• GIVEN RECORDS:
* * *

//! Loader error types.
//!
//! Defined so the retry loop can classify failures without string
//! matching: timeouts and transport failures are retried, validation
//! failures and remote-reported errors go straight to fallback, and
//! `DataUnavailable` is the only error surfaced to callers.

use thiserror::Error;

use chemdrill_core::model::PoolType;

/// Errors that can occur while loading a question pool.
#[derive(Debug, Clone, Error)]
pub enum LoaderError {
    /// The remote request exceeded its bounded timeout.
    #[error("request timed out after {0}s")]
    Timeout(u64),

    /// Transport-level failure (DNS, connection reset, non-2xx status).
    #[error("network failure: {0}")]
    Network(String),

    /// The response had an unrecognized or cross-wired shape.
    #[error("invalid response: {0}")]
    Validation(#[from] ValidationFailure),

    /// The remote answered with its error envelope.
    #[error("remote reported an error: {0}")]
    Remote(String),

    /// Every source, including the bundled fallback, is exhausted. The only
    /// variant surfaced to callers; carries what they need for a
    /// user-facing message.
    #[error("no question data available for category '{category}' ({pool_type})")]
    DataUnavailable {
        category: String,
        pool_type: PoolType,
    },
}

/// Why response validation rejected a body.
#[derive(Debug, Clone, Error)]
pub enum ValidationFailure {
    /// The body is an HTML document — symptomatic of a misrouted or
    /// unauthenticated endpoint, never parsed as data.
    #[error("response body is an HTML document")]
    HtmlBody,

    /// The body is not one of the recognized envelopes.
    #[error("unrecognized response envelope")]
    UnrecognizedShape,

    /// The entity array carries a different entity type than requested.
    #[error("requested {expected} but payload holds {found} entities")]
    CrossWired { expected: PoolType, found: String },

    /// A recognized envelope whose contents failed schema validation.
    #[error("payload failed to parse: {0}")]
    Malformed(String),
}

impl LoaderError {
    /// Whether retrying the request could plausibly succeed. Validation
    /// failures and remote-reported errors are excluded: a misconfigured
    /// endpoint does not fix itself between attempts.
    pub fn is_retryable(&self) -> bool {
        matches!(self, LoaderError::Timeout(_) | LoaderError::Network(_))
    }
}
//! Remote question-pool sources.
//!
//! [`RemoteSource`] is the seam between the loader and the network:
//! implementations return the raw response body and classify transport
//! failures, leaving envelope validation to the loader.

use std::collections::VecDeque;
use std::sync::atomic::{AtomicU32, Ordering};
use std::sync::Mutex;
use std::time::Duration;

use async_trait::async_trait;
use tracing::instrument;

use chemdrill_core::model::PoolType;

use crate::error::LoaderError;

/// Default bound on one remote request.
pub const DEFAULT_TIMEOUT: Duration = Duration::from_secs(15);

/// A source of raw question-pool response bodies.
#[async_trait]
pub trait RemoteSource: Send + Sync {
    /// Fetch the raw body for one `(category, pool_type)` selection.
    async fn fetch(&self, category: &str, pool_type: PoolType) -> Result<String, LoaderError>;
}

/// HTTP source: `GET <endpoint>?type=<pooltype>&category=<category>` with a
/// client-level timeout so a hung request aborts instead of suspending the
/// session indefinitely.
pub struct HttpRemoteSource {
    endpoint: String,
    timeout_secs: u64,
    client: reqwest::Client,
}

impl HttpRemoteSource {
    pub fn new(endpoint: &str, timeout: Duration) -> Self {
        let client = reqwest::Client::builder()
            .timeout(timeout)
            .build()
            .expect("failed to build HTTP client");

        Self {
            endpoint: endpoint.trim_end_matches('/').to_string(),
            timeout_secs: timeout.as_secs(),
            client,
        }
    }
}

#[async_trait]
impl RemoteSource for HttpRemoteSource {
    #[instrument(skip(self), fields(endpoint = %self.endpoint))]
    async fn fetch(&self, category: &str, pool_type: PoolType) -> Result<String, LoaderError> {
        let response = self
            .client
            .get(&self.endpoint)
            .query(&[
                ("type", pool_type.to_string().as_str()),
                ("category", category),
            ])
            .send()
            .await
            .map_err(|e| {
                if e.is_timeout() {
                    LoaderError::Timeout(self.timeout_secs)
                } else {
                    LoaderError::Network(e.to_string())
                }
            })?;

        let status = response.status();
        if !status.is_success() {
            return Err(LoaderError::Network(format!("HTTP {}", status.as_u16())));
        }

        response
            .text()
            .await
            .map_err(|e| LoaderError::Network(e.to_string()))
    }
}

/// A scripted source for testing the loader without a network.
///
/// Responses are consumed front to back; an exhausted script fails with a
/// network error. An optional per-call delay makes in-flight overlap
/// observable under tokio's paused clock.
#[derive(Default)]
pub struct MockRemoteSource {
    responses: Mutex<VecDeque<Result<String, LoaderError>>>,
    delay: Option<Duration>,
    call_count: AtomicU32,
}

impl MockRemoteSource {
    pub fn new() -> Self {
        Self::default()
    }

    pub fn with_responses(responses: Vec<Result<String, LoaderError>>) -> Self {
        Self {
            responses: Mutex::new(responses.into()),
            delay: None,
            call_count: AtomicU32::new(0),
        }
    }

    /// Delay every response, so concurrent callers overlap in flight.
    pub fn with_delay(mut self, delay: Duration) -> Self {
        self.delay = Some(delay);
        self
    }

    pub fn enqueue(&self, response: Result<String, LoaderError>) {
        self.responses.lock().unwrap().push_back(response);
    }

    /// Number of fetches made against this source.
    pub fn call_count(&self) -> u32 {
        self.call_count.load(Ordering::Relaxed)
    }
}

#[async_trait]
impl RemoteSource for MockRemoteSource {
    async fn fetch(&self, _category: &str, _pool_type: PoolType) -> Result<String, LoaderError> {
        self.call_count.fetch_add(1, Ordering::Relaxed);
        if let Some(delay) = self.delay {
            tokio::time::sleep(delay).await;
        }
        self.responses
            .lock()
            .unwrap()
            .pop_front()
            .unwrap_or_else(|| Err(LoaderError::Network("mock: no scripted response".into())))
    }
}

* * *

• ACTIVITY:
Write down again, exactly as given, only the lines above that fall from the line with "plausibly succeed. Validation" to the line with "impl RemoteSource for HttpRemoteSource", inclusive.

• TASK RESULT:
    /// Whether retrying the request could plausibly succeed. Validation
    /// failures and remote-reported errors are excluded: a misconfigured
    /// endpoint does not fix itself between attempts.
    pub fn is_retryable(&self) -> bool {
        matches!(self, LoaderError::Timeout(_) | LoaderError::Network(_))
    }
}
//! Remote question-pool sources.
//!
//! [`RemoteSource`] is the seam between the loader and the network:
//! implementations return the raw response body and classify transport
//! failures, leaving envelope validation to the loader.

use std::collections::VecDeque;
use std::sync::atomic::{AtomicU32, Ordering};
use std::sync::Mutex;
use std::time::Duration;

use async_trait::async_trait;
use tracing::instrument;

use chemdrill_core::model::PoolType;

use crate::error::LoaderError;

/// Default bound on one remote request.
pub const DEFAULT_TIMEOUT: Duration = Duration::from_secs(15);

/// A source of raw question-pool response bodies.
#[async_trait]
pub trait RemoteSource: Send + Sync {
    /// Fetch the raw body for one `(category, pool_type)` selection.
    async fn fetch(&self, category: &str, pool_type: PoolType) -> Result<String, LoaderError>;
}

/// HTTP source: `GET <endpoint>?type=<pooltype>&category=<category>` with a
/// client-level timeout so a hung request aborts instead of suspending the
/// session indefinitely.
pub struct HttpRemoteSource {
    endpoint: String,
    timeout_secs: u64,
    client: reqwest::Client,
}

impl HttpRemoteSource {
    pub fn new(endpoint: &str, timeout: Duration) -> Self {
        let client = reqwest::Client::builder()
            .timeout(timeout)
            .build()
            .expect("failed to build HTTP client");

        Self {
            endpoint: endpoint.trim_end_matches('/').to_string(),
            timeout_secs: timeout.as_secs(),
            client,
        }
    }
}

#[async_trait]
impl RemoteSource for HttpRemoteSource {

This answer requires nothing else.